The findings of present study should be interpreted with some caution due to the following limitations: (1) first of all, our study is a single institute retrospective studies, and selection bias is unavoidable, the true impact of adjuvant chemotherapy on recurrence patterns of pancreatic cancer could be underestimated in this study; (2) secondly, the sample size for our study might be relatively small to evaluate all patterns of recurrences, although the median follow-up time is longer than three years.

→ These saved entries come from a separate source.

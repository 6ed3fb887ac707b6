use async_trait::async_trait;
use base64::{engine::general_purpose, Engine as _};
use serde_json::{json, Value};
use std::env;
use std::time::Duration;
use tracing::debug;

use super::{GenerationOptions, TextGenerator, VisionDescriber};
use crate::config::{GeminiConfig, StudyConfig};
use crate::error::{Result, ServiceError, StudyError};
use crate::parser::ExtractedImage;

/// 视觉描述调用的参数
const VISION_OPTIONS: GenerationOptions = GenerationOptions {
    temperature: 0.2,
    max_output_tokens: 1024,
};

/// Gemini HTTP 客户端
///
/// 同时实现文本生成与视觉描述
#[derive(Debug, Clone)]
pub struct GeminiClient {
    http_client: reqwest::Client,
    config: GeminiConfig,
    api_key: String,
    timeout_secs: u64,
}

impl GeminiClient {
    /// 按配置创建客户端，API Key 从配置指定的环境变量读取
    pub fn from_config(config: &StudyConfig) -> Result<Self> {
        let api_key = env::var(&config.gemini.api_key_env).map_err(|_| {
            StudyError::Config(format!("环境变量 {} 未设置", config.gemini.api_key_env))
        })?;
        Self::with_api_key(config, api_key)
    }

    pub fn with_api_key(config: &StudyConfig, api_key: impl Into<String>) -> Result<Self> {
        let api_key = api_key.into();
        if api_key.trim().is_empty() {
            return Err(StudyError::Config("Gemini API Key 为空".to_string()));
        }
        // 外层还有 tokio 超时，这里多留一点余量
        let http_client = reqwest::Client::builder()
            .timeout(config.call_timeout() + Duration::from_secs(5))
            .build()
            .map_err(|e| StudyError::Config(format!("创建 HTTP 客户端失败: {}", e)))?;

        Ok(Self {
            http_client,
            config: config.gemini.clone(),
            api_key,
            timeout_secs: config.call_timeout_secs,
        })
    }

    fn url(&self) -> String {
        format!(
            "{}/models/{}:generateContent?key={}",
            self.config.endpoint.trim_end_matches('/'),
            self.config.model,
            self.api_key
        )
    }

    async fn send(&self, body: Value) -> std::result::Result<String, ServiceError> {
        let response = self
            .http_client
            .post(self.url())
            .json(&body)
            .send()
            .await
            .map_err(|e| {
                if e.is_timeout() {
                    ServiceError::Timeout(self.timeout_secs)
                } else {
                    ServiceError::Transport(e.to_string())
                }
            })?;

        let status = response.status();
        let text = response
            .text()
            .await
            .map_err(|e| ServiceError::Transport(e.to_string()))?;

        if status.as_u16() == 429 {
            return Err(ServiceError::RateLimited(truncate(&text, 200)));
        }
        if !status.is_success() {
            return Err(ServiceError::Http {
                status: status.as_u16(),
                body: truncate(&text, 500),
            });
        }

        let value: Value = serde_json::from_str(&text)
            .map_err(|e| ServiceError::Transport(format!("响应不是合法 JSON: {}", e)))?;
        parse_response(&value)
    }
}

#[async_trait]
impl TextGenerator for GeminiClient {
    async fn generate(
        &self,
        prompt: &str,
        content: &str,
        options: &GenerationOptions,
    ) -> std::result::Result<String, ServiceError> {
        debug!(
            "Gemini 生成请求: 模型 {}，正文 {} 字符",
            self.config.model,
            content.chars().count()
        );
        self.send(text_request(prompt, content, options)).await
    }
}

#[async_trait]
impl VisionDescriber for GeminiClient {
    async fn describe(
        &self,
        image: &ExtractedImage,
        instruction: &str,
    ) -> std::result::Result<String, ServiceError> {
        debug!("Gemini 视觉请求: 第 {} 页 {}", image.page, image.label);
        self.send(vision_request(image, instruction, &VISION_OPTIONS)).await
    }
}

fn generation_config(options: &GenerationOptions) -> Value {
    json!({
        "temperature": options.temperature,
        "maxOutputTokens": options.max_output_tokens,
    })
}

/// 构建文本生成请求体
pub fn text_request(prompt: &str, content: &str, options: &GenerationOptions) -> Value {
    json!({
        "contents": [{
            "role": "user",
            "parts": [{ "text": format!("{}\n\n{}", prompt, content) }],
        }],
        "generationConfig": generation_config(options),
    })
}

/// 构建视觉请求体，图片以 base64 内联
pub fn vision_request(image: &ExtractedImage, instruction: &str, options: &GenerationOptions) -> Value {
    json!({
        "contents": [{
            "role": "user",
            "parts": [
                { "text": instruction },
                {
                    "inline_data": {
                        "mime_type": image.mime_type,
                        "data": general_purpose::STANDARD.encode(&image.bytes),
                    }
                },
            ],
        }],
        "generationConfig": generation_config(options),
    })
}

/// 从响应中取出第一个候选的全部文本
pub fn parse_response(value: &Value) -> std::result::Result<String, ServiceError> {
    if let Some(reason) = value["promptFeedback"]["blockReason"].as_str() {
        return Err(ServiceError::Rejected(format!("提示被拦截: {}", reason)));
    }

    let text = value["candidates"][0]["content"]["parts"]
        .as_array()
        .map(|parts| {
            parts
                .iter()
                .filter_map(|p| p["text"].as_str())
                .collect::<Vec<_>>()
                .join("")
        })
        .unwrap_or_default();

    if text.trim().is_empty() {
        return Err(ServiceError::EmptyResponse);
    }
    Ok(text)
}

fn truncate(text: &str, max_chars: usize) -> String {
    text.chars().take(max_chars).collect()
}

#[cfg(test)]
mod tests {
    use super::*;
    use crate::parser::FigureKind;

    #[test]
    fn test_text_request_shape() {
        let body = text_request("Summarize", "chapter text", &GenerationOptions::new(0.1, 2048));
        assert_eq!(body["contents"][0]["parts"][0]["text"], "Summarize\n\nchapter text");
        assert_eq!(body["generationConfig"]["maxOutputTokens"], 2048);
    }

    #[test]
    fn test_vision_request_inlines_base64() {
        let image = ExtractedImage {
            page: 4,
            paragraph: Some(1),
            kind: FigureKind::Image,
            label: "Figure 2".to_string(),
            mime_type: "image/jpeg".to_string(),
            width: 640,
            height: 480,
            bytes: b"jpeg".to_vec(),
            text: None,
        };
        let body = vision_request(&image, "Describe this image:", &VISION_OPTIONS);
        let inline = &body["contents"][0]["parts"][1]["inline_data"];
        assert_eq!(inline["mime_type"], "image/jpeg");
        assert_eq!(inline["data"], "anBlZw==");
    }

    #[test]
    fn test_parse_response_joins_parts() {
        let value = json!({
            "candidates": [{ "content": { "parts": [{ "text": "## [CMD] ls\n" }, { "text": "- lists files" }] } }]
        });
        assert_eq!(parse_response(&value).unwrap(), "## [CMD] ls\n- lists files");
    }

    #[test]
    fn test_parse_response_errors() {
        assert_eq!(parse_response(&json!({ "candidates": [] })), Err(ServiceError::EmptyResponse));

        let blocked = json!({ "promptFeedback": { "blockReason": "SAFETY" } });
        assert!(matches!(parse_response(&blocked), Err(ServiceError::Rejected(_))));
    }

    #[test]
    fn test_empty_api_key_rejected() {
        let result = GeminiClient::with_api_key(&StudyConfig::default(), "  ");
        assert!(matches!(result, Err(StudyError::Config(_))));
    }
}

The stength of this study is that we only include resectable pancreatic cancer received with adjuvant chemotherapy, and patients, who initially diagnosed with “ borderline resectable” pancreatic cancer and received neoadjuvant therapy, are excluded for analysis, while this patient cohort is generally included for analysis in several published studies [11, 33–36], as a result, the clinical heterogeneities of the present is relative small than previous publication.